What to do> In the records below, pick out all lines containing the word "Instant".

═══ Material shown ═══

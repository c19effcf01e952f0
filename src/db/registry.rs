//! Dynamic document-type registry and suggestions.
//!
//! The registry feeds the classifier's "known types" context. When the
//! classifier returns a type outside the registry, the classification is
//! still recorded and a suggestion row is filed for review; the registry
//! itself only grows through that review (or seeding).

use crate::db::{now, Database};

impl Database {
    /// Seed registry entries that do not exist yet.
    ///
    /// # Errors
    ///
    /// Returns an error if the database write fails.
    pub async fn seed_document_types(&self, type_names: &[&str]) -> anyhow::Result<()> {
        for name in type_names {
            sqlx::query(
                "INSERT OR IGNORE INTO document_types (type_name, created_at) VALUES (?1, ?2)",
            )
            .bind(name)
            .bind(now())
            .execute(self.pool())
            .await?;
        }
        Ok(())
    }

    /// All known document types, alphabetical.
    ///
    /// # Errors
    ///
    /// Returns an error if the database read fails.
    pub async fn document_types(&self) -> anyhow::Result<Vec<String>> {
        let rows: Vec<(String,)> =
            sqlx::query_as("SELECT type_name FROM document_types ORDER BY type_name ASC")
                .fetch_all(self.pool())
                .await?;
        Ok(rows.into_iter().map(|(name,)| name).collect())
    }

    /// Whether a type is in the registry.
    ///
    /// # Errors
    ///
    /// Returns an error if the database read fails.
    pub async fn document_type_known(&self, type_name: &str) -> anyhow::Result<bool> {
        let row: Option<(i64,)> =
            sqlx::query_as("SELECT id FROM document_types WHERE type_name = ?1")
                .bind(type_name)
                .fetch_optional(self.pool())
                .await?;
        Ok(row.is_some())
    }

    /// File a suggestion for a type the classifier invented.
    ///
    /// # Errors
    ///
    /// Returns an error if the database write fails.
    pub async fn suggest_document_type(
        &self,
        type_name: &str,
        document_id: &str,
        reasoning: Option<&str>,
    ) -> anyhow::Result<()> {
        sqlx::query(
            "INSERT INTO document_type_suggestions (type_name, document_id, reasoning, created_at)
             VALUES (?1, ?2, ?3, ?4)",
        )
        .bind(type_name)
        .bind(document_id)
        .bind(reasoning)
        .bind(now())
        .execute(self.pool())
        .await?;
        Ok(())
    }
}

#[cfg(test)]
mod tests {
    use super::*;

    #[tokio::test]
    async fn seeding_is_idempotent_and_sorted() {
        let db = Database::open_in_memory().await.expect("db");
        db.seed_document_types(&["receipt", "bill"])
            .await
            .expect("seed");
        db.seed_document_types(&["bill", "invoice"])
            .await
            .expect("seed again");

        let types = db.document_types().await.expect("list");
        assert_eq!(types, vec!["bill", "invoice", "receipt"]);
        assert!(db.document_type_known("bill").await.expect("known"));
        assert!(!db.document_type_known("menu").await.expect("known"));
    }

    #[tokio::test]
    async fn suggestions_are_recorded() {
        let db = Database::open_in_memory().await.expect("db");
        db.suggest_document_type("vehicle_registration", "doc-1", Some("looks like a DMV form"))
            .await
            .expect("suggest");

        let count: (i64,) =
            sqlx::query_as("SELECT COUNT(*) FROM document_type_suggestions WHERE type_name = 'vehicle_registration'")
                .fetch_one(db.pool())
                .await
                .expect("count");
        assert_eq!(count.0, 1);
    }
}
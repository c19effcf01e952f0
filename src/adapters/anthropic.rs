//! Anthropic messages API adapter.

use std::time::Instant;

use serde_json::{json, Value};

use super::{check_http_response, AdapterError, LlmAdapter, LlmOptions, LlmReply};

const ANTHROPIC_VERSION: &str = "2023-06-01";

/// LLM adapter backed by the Anthropic `/v1/messages` endpoint.
#[derive(Debug, Clone)]
pub struct AnthropicAdapter {
    base_url: String,
    model: String,
    api_key: String,
    client: reqwest::Client,
}

impl AnthropicAdapter {
    /// Create a new adapter instance.
    ///
    /// `base_url` is the API root without the `/v1/messages` suffix, so
    /// tests and proxies can redirect traffic.
    pub fn new(base_url: String, model: String, api_key: String) -> Self {
        Self {
            base_url,
            model,
            api_key,
            client: reqwest::Client::new(),
        }
    }

    fn endpoint(&self) -> String {
        format!("{}/v1/messages", self.base_url.trim_end_matches('/'))
    }
}

#[async_trait::async_trait]
impl LlmAdapter for AnthropicAdapter {
    async fn invoke(
        &self,
        prompt_text: &str,
        user_text: &str,
        options: &LlmOptions,
    ) -> Result<LlmReply, AdapterError> {
        let body = json!({
            "model": self.model,
            "system": prompt_text,
            "messages": [{"role": "user", "content": user_text}],
            "max_tokens": options.max_tokens,
        });

        let started = Instant::now();
        let response = self
            .client
            .post(self.endpoint())
            .header("x-api-key", &self.api_key)
            .header("anthropic-version", ANTHROPIC_VERSION)
            .header("content-type", "application/json")
            .json(&body)
            .send()
            .await?;

        let payload = check_http_response(response).await?;
        let latency_ms = i64::try_from(started.elapsed().as_millis()).unwrap_or(i64::MAX);

        let parsed: Value = serde_json::from_str(&payload)
            .map_err(|e| AdapterError::Fatal(format!("unparseable API response: {e}")))?;

        let text = parse_content_text(&parsed)?;
        let (request_tokens, response_tokens) = parse_usage(&parsed);
        let model_id = parsed
            .get("model")
            .and_then(Value::as_str)
            .unwrap_or(&self.model)
            .to_owned();

        Ok(LlmReply {
            text,
            request_tokens,
            response_tokens,
            latency_ms,
            model_id,
        })
    }

    fn model_id(&self) -> &str {
        &self.model
    }
}

fn parse_content_text(value: &Value) -> Result<String, AdapterError> {
    let Some(content_items) = value.get("content").and_then(Value::as_array) else {
        return Err(AdapterError::Fatal("missing content array".to_owned()));
    };

    let mut text = String::new();
    for item in content_items {
        let item_type = item.get("type").and_then(Value::as_str).unwrap_or_default();
        if item_type == "text" {
            let part = item.get("text").and_then(Value::as_str).unwrap_or_default();
            text.push_str(part);
        }
    }

    Ok(text)
}

fn parse_usage(value: &Value) -> (i64, i64) {
    let usage = value.get("usage");
    let input = usage
        .and_then(|u| u.get("input_tokens"))
        .and_then(Value::as_i64)
        .unwrap_or(0);
    let output = usage
        .and_then(|u| u.get("output_tokens"))
        .and_then(Value::as_i64)
        .unwrap_or(0);
    (input, output)
}

#[cfg(test)]
mod tests {
    use super::*;

    #[test]
    fn endpoint_strips_trailing_slash() {
        let adapter = AnthropicAdapter::new(
            "https://api.anthropic.com/".to_owned(),
            "claude-sonnet-4-20250514".to_owned(),
            "sk-test".to_owned(),
        );
        assert_eq!(adapter.endpoint(), "https://api.anthropic.com/v1/messages");
    }

    #[test]
    fn parses_content_and_usage() {
        let payload = json!({
            "model": "claude-sonnet-4-20250514",
            "content": [
                {"type": "text", "text": "{\"document_type\":"},
                {"type": "text", "text": " \"bill\"}"}
            ],
            "usage": {"input_tokens": 120, "output_tokens": 8}
        });
        let text = parse_content_text(&payload).expect("content should parse");
        assert_eq!(text, "{\"document_type\": \"bill\"}");
        assert_eq!(parse_usage(&payload), (120, 8));
    }

    #[test]
    fn missing_content_is_fatal() {
        let payload = json!({"usage": {}});
        let err = parse_content_text(&payload).expect_err("should fail");
        assert!(!err.is_retryable());
    }
}
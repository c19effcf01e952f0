//! Classify step: `ocr_completed → classified`.
//!
//! Calls the active classifier prompt with two injected contexts: the
//! known document types and the most common existing tag combinations
//! (minus `series:` canonical tags). Applies the auto-tag rule (the
//! assigned type becomes a system tag) and records LLM-suggested tags.
//! An unknown type still classifies the document; it just also files a
//! suggestion row for review.

use serde_json::Value;
use tracing::info;

use crate::db::DocumentRecord;
use crate::pipeline::{LlmCall, PipelineContext, ScoreJob, ScorePurpose, StepError};
use crate::types::{PromptKind, TagOrigin};

/// How many tag combinations are shown to the classifier.
const TAG_COMBO_CONTEXT: usize = 15;

/// How much extracted text is sent for classification.
const TEXT_SAMPLE_CHARS: usize = 6000;

/// The classifier's parsed verdict.
#[derive(Debug, Clone)]
pub struct Classification {
    /// Assigned (possibly new) document type.
    pub document_type: String,
    /// Classifier confidence in [0, 1].
    pub confidence: f64,
    /// One-sentence justification.
    pub reasoning: String,
    /// Suggested tags.
    pub tags: Vec<String>,
}

/// Parse the classifier's JSON reply.
///
/// # Errors
///
/// Returns [`StepError::Fatal`] when the reply has no usable
/// `document_type`; the same input will not parse better on retry.
pub fn parse_classification(value: &Value) -> Result<Classification, StepError> {
    let document_type = value
        .get("document_type")
        .and_then(Value::as_str)
        .map(str::trim)
        .filter(|t| !t.is_empty())
        .ok_or_else(|| StepError::Fatal("classifier reply missing document_type".to_owned()))?;

    let tags = value
        .get("tags")
        .and_then(Value::as_array)
        .map(|arr| {
            arr.iter()
                .filter_map(Value::as_str)
                .map(ToOwned::to_owned)
                .collect()
        })
        .unwrap_or_default();

    Ok(Classification {
        document_type: document_type.to_owned(),
        confidence: value
            .get("confidence")
            .and_then(Value::as_f64)
            .unwrap_or(0.0),
        reasoning: value
            .get("reasoning")
            .and_then(Value::as_str)
            .unwrap_or_default()
            .to_owned(),
        tags,
    })
}

/// Run the classify step for one document.
///
/// # Errors
///
/// Returns a [`StepError`] kind for the orchestrator's retry accounting.
pub async fn run(ctx: &PipelineContext, doc: &DocumentRecord) -> Result<(), StepError> {
    let Some(text) = doc.extracted_text.as_deref() else {
        return Err(StepError::Fatal("classify reached without extracted text".to_owned()));
    };

    let prompt = ctx
        .db
        .active_prompt(PromptKind::Classifier, "", &ctx.user_id)
        .await?
        .ok_or_else(|| StepError::Transient("no active classifier prompt".to_owned()))?;

    let known_types = ctx.db.document_types().await?;
    let combos = ctx.db.top_tag_combinations(TAG_COMBO_CONTEXT).await?;

    let mut user_text = String::new();
    user_text.push_str("Known document types:\n");
    for t in &known_types {
        user_text.push_str("- ");
        user_text.push_str(t);
        user_text.push('\n');
    }
    user_text.push_str("\nCommon tag combinations (count):\n");
    for (combo, count) in &combos {
        user_text.push_str(&format!("- [{combo}] ({count})\n"));
    }
    user_text.push_str("\nDocument text:\n");
    user_text.extend(text.chars().take(TEXT_SAMPLE_CHARS));

    let reply = ctx
        .invoke_llm(LlmCall {
            prompt_text: &prompt.prompt_text,
            user_text: &user_text,
            purpose: "classify",
            prompt_id: Some(prompt.id),
            document_id: Some(&doc.id),
            ..LlmCall::default()
        })
        .await?;

    let verdict = parse_classification(&reply.parsed_json()?)?;

    if !ctx.db.document_type_known(&verdict.document_type).await? {
        ctx.db
            .suggest_document_type(&verdict.document_type, &doc.id, Some(&verdict.reasoning))
            .await?;
    }

    let moved = ctx
        .db
        .complete_classification(&doc.id, &verdict.document_type, &ctx.user_id)
        .await?;
    if !moved {
        return Err(StepError::StateConflict);
    }

    // Auto-tag rule: the assigned type is always a tag.
    let type_tag = verdict.document_type.to_lowercase();
    ctx.db
        .tag_document(&doc.id, &type_tag, TagOrigin::System)
        .await?;
    ctx.db.outdate_files_with_tag(&type_tag, &ctx.user_id).await?;

    for tag in &verdict.tags {
        ctx.db.tag_document(&doc.id, tag, TagOrigin::Llm).await?;
        ctx.db.outdate_files_with_tag(tag, &ctx.user_id).await?;
    }

    ctx.submit_score(ScoreJob {
        purpose: ScorePurpose::Classification,
        document_id: doc.id.clone(),
        prompt_id: prompt.id,
        series_id: None,
        output_json: reply.text,
    });

    info!(
        document_id = %doc.id,
        document_type = %verdict.document_type,
        confidence = verdict.confidence,
        "classified"
    );
    Ok(())
}

#[cfg(test)]
mod tests {
    use std::sync::Arc;

    use super::*;
    use crate::pipeline::seed;
    use crate::pipeline::testing::{context, FixedOcr, ScriptedLlm};
    use crate::types::DocumentStatus;

    async fn classified_ready_doc(ctx: &PipelineContext, id: &str) -> DocumentRecord {
        ctx.db
            .register_document(id, "bill_x", "/f", "local")
            .await
            .expect("register");
        sqlx::query(
            "UPDATE documents SET status = 'ocr_completed', extracted_text = 'PG&E bill, total due $42' WHERE id = ?1",
        )
        .bind(id)
        .execute(ctx.db.pool())
        .await
        .expect("seed text");
        ctx.db.document(id).await.expect("get").expect("exists")
    }

    #[tokio::test]
    async fn classifies_and_applies_auto_tag_rule() {
        let tmp = tempfile::tempdir().expect("tempdir");
        let llm = Arc::new(ScriptedLlm::with_reply(
            r#"{"document_type": "bill", "confidence": 0.92, "reasoning": "utility charges", "tags": ["utilities", "pge"]}"#,
        ));
        let (ctx, mut score_rx) =
            context(tmp.path(), Arc::new(FixedOcr::with_text("x")), llm).await;
        seed::seed_baseline(&ctx.db, &ctx.scoring, "local")
            .await
            .expect("seed");
        let doc = classified_ready_doc(&ctx, "doc-1").await;

        run(&ctx, &doc).await.expect("classify");

        let after = ctx.db.document("doc-1").await.expect("get").expect("exists");
        assert_eq!(after.status(), DocumentStatus::Classified);
        assert_eq!(after.document_type.as_deref(), Some("bill"));

        let tags = ctx.db.document_tags("doc-1").await.expect("tags");
        let names: Vec<&str> = tags.iter().map(|t| t.tag_normalized.as_str()).collect();
        assert_eq!(names, vec!["bill", "pge", "utilities"]);

        let job = score_rx.try_recv().expect("score job submitted");
        assert_eq!(job.purpose, ScorePurpose::Classification);
    }

    #[tokio::test]
    async fn unknown_type_files_a_suggestion_but_still_classifies() {
        let tmp = tempfile::tempdir().expect("tempdir");
        let llm = Arc::new(ScriptedLlm::with_reply(
            r#"{"document_type": "vehicle_registration", "confidence": 0.8, "reasoning": "DMV form", "tags": []}"#,
        ));
        let (ctx, _rx) = context(tmp.path(), Arc::new(FixedOcr::with_text("x")), llm).await;
        seed::seed_baseline(&ctx.db, &ctx.scoring, "local")
            .await
            .expect("seed");
        let doc = classified_ready_doc(&ctx, "doc-1").await;

        run(&ctx, &doc).await.expect("classify");

        let after = ctx.db.document("doc-1").await.expect("get").expect("exists");
        assert_eq!(after.document_type.as_deref(), Some("vehicle_registration"));

        let suggestions: (i64,) =
            sqlx::query_as("SELECT COUNT(*) FROM document_type_suggestions")
                .fetch_one(ctx.db.pool())
                .await
                .expect("count");
        assert_eq!(suggestions.0, 1);
    }

    #[tokio::test]
    async fn classifier_context_includes_types_and_combos() {
        let tmp = tempfile::tempdir().expect("tempdir");
        let llm = Arc::new(ScriptedLlm::with_reply(
            r#"{"document_type": "bill", "confidence": 1.0, "reasoning": "", "tags": []}"#,
        ));
        let (ctx, _rx) = context(tmp.path(), Arc::new(FixedOcr::with_text("x")), llm.clone()).await;
        seed::seed_baseline(&ctx.db, &ctx.scoring, "local")
            .await
            .expect("seed");

        // An existing tagged document shapes the combo context.
        ctx.db
            .register_document("prior", "f", "/f", "local")
            .await
            .expect("register");
        ctx.db
            .tag_document("prior", "bill", TagOrigin::User)
            .await
            .expect("tag");
        ctx.db
            .tag_document("prior", "series:pge", TagOrigin::System)
            .await
            .expect("tag");

        let doc = classified_ready_doc(&ctx, "doc-1").await;
        run(&ctx, &doc).await.expect("classify");

        let calls = llm.calls.lock().expect("calls");
        let (_, user_text) = &calls[0];
        assert!(user_text.contains("- bill\n"), "known types listed");
        assert!(user_text.contains("[bill]"), "combo listed");
        assert!(!user_text.contains("series:pge"), "series tags excluded");
    }

    #[tokio::test]
    async fn garbage_reply_is_fatal() {
        let tmp = tempfile::tempdir().expect("tempdir");
        let llm = Arc::new(ScriptedLlm::with_reply("I cannot classify this."));
        let (ctx, _rx) = context(tmp.path(), Arc::new(FixedOcr::with_text("x")), llm).await;
        seed::seed_baseline(&ctx.db, &ctx.scoring, "local")
            .await
            .expect("seed");
        let doc = classified_ready_doc(&ctx, "doc-1").await;

        let err = run(&ctx, &doc).await.expect_err("unparseable reply");
        assert!(matches!(err, StepError::Fatal(_)));

        // No transition happened; the row stays re-dispatchable.
        let after = ctx.db.document("doc-1").await.expect("get").expect("exists");
        assert_eq!(after.status(), DocumentStatus::OcrCompleted);
    }
}
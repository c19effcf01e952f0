#![allow(missing_docs)]

//! Shoebox: personal document-processing pipeline.
//!
//! Single binary: the `start-processor` subcommand runs the
//! orchestrator loop; the remaining subcommands are one-shot queries
//! and maintenance operations over the same database.

use std::sync::Arc;

use anyhow::{bail, Context, Result};
use clap::{Parser, Subcommand};
use uuid::Uuid;

use shoebox::adapters::anthropic::AnthropicAdapter;
use shoebox::adapters::text_ocr::TextFolderOcr;
use shoebox::config::PipelineConfig;
use shoebox::db::Database;
use shoebox::logging;
use shoebox::orchestrator::Orchestrator;
use shoebox::types::{EventCategory, PromptKind};

#[derive(Parser)]
#[command(name = "shoebox", version, about = "Personal document-processing pipeline")]
struct Cli {
    #[command(subcommand)]
    command: Command,
}

#[derive(Subcommand)]
enum Command {
    /// Run the orchestrator loop.
    StartProcessor {
        /// Process until quiescent, then exit.
        #[arg(long)]
        once: bool,
        /// Only dispatch this document.
        #[arg(long)]
        doc_id: Option<Uuid>,
    },
    /// Show the event log for one document.
    ViewEvents {
        /// Document UUID.
        uuid: Uuid,
        /// Filter to one category (e.g. llm_request, lock, lifecycle).
        #[arg(long)]
        category: Option<String>,
        /// Include the full details JSON per event.
        #[arg(long)]
        full: bool,
        /// Emit JSON instead of text.
        #[arg(long)]
        json: bool,
    },
    /// List prompt versions.
    ViewPrompts {
        /// Filter to one prompt type.
        #[arg(long = "type")]
        prompt_type: Option<String>,
        /// Include archived (inactive) versions.
        #[arg(long)]
        archived: bool,
    },
    /// Reset a failed document for another run.
    Reprocess {
        /// Document UUID.
        uuid: Uuid,
    },
    /// Full-text search over extracted document text.
    Search {
        /// FTS query.
        query: String,
        /// Max results.
        #[arg(long, default_value_t = 10)]
        limit: i64,
    },
}

#[tokio::main]
async fn main() -> Result<()> {
    dotenvy::dotenv().ok();
    let cli = Cli::parse();
    let config = PipelineConfig::load()?;

    match cli.command {
        Command::StartProcessor { once, doc_id } => {
            let _guard = logging::init_processor(&config.paths.logs_dir())?;
            start_processor(&config, once, doc_id).await
        }
        Command::ViewEvents {
            uuid,
            category,
            full,
            json,
        } => {
            logging::init_cli();
            view_events(&config, uuid, category.as_deref(), full, json).await
        }
        Command::ViewPrompts {
            prompt_type,
            archived,
        } => {
            logging::init_cli();
            view_prompts(&config, prompt_type.as_deref(), archived).await
        }
        Command::Reprocess { uuid } => {
            logging::init_cli();
            reprocess(&config, uuid).await
        }
        Command::Search { query, limit } => {
            logging::init_cli();
            search(&config, &query, limit).await
        }
    }
}

async fn start_processor(
    config: &PipelineConfig,
    once: bool,
    doc_id: Option<Uuid>,
) -> Result<()> {
    let Some(api_key) = config.llm.api_key.clone() else {
        bail!(
            "no LLM API key configured; set SHOEBOX_ANTHROPIC_API_KEY or [llm] api_key in config.toml"
        );
    };

    let db = Database::open(&config.paths.db_path()).await?;
    let llm = Arc::new(AnthropicAdapter::new(
        config.llm.base_url.clone(),
        config.llm.model.clone(),
        api_key,
    ));
    let ocr = Arc::new(TextFolderOcr::new());

    let orchestrator =
        Orchestrator::new(config, db, ocr, llm).context("failed to build orchestrator")?;
    orchestrator
        .run(once, doc_id.map(|id| id.to_string()))
        .await
}

async fn view_events(
    config: &PipelineConfig,
    uuid: Uuid,
    category: Option<&str>,
    full: bool,
    json: bool,
) -> Result<()> {
    let category = match category {
        Some(raw) => Some(
            EventCategory::parse(raw)
                .ok_or_else(|| anyhow::anyhow!("unknown event category: {raw}"))?,
        ),
        None => None,
    };

    let db = Database::open(&config.paths.db_path()).await?;
    let events = db
        .events_for_document(&uuid.to_string(), category, 1000)
        .await?;

    if json {
        let rendered: Vec<serde_json::Value> = events
            .iter()
            .map(|e| {
                serde_json::json!({
                    "id": e.id,
                    "created_at": e.created_at,
                    "category": e.category,
                    "event_type": e.event_type,
                    "series_id": e.series_id,
                    "file_id": e.file_id,
                    "prompt_id": e.prompt_id,
                    "model_id": e.model_id,
                    "request_tokens": e.request_tokens,
                    "response_tokens": e.response_tokens,
                    "latency_ms": e.latency_ms,
                    "details": serde_json::from_str::<serde_json::Value>(&e.details)
                        .unwrap_or(serde_json::Value::Null),
                })
            })
            .collect();
        println!("{}", serde_json::to_string_pretty(&rendered)?);
        return Ok(());
    }

    if events.is_empty() {
        println!("no events for {uuid}");
        return Ok(());
    }
    for event in &events {
        let mut line = format!(
            "{}  {:<12} {}",
            event.created_at, event.category, event.event_type
        );
        if let Some(tokens) = event.request_tokens {
            line.push_str(&format!(
                "  [{} -> {} tokens, {} ms]",
                tokens,
                event.response_tokens.unwrap_or(0),
                event.latency_ms.unwrap_or(0)
            ));
        }
        println!("{line}");
        if full && event.details != "{}" {
            println!("    {}", event.details);
        }
    }
    Ok(())
}

async fn view_prompts(
    config: &PipelineConfig,
    prompt_type: Option<&str>,
    archived: bool,
) -> Result<()> {
    let kind = match prompt_type {
        Some(raw) => Some(
            PromptKind::parse(raw).ok_or_else(|| anyhow::anyhow!("unknown prompt type: {raw}"))?,
        ),
        None => None,
    };

    let db = Database::open(&config.paths.db_path()).await?;
    let prompts = db.list_prompts(kind, archived, &config.user_id.0).await?;

    if prompts.is_empty() {
        println!("no prompts");
        return Ok(());
    }
    for prompt in &prompts {
        let family = if prompt.document_type.is_empty() {
            "-".to_owned()
        } else {
            prompt.document_type.clone()
        };
        println!(
            "#{:<4} {:<18} {:<24} v{:<3} {} score={} docs={}",
            prompt.id,
            prompt.prompt_type,
            family,
            prompt.version,
            if prompt.active() { "active  " } else { "archived" },
            prompt
                .performance_score
                .map(|s| format!("{s:.3}"))
                .unwrap_or_else(|| "-".to_owned()),
            prompt.documents_processed(),
        );
    }
    Ok(())
}

async fn reprocess(config: &PipelineConfig, uuid: Uuid) -> Result<()> {
    let db = Database::open(&config.paths.db_path()).await?;
    match db
        .reprocess_document(&uuid.to_string(), &config.user_id.0)
        .await?
    {
        Some(target) => {
            println!("{uuid} reset to {target}; run start-processor to pick it up");
            Ok(())
        }
        None => bail!("{uuid} is not a failed document"),
    }
}

async fn search(config: &PipelineConfig, query: &str, limit: i64) -> Result<()> {
    let db = Database::open(&config.paths.db_path()).await?;
    let hits = db.search_documents(query, limit).await?;
    if hits.is_empty() {
        println!("no matches");
        return Ok(());
    }
    for doc in &hits {
        println!(
            "{}  {:<10} {:<16} {}",
            doc.id,
            doc.status,
            doc.document_type.as_deref().unwrap_or("-"),
            doc.filename
        );
    }
    Ok(())
}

═══

Task answer>
use std::time::Instant;
        let started = Instant::now();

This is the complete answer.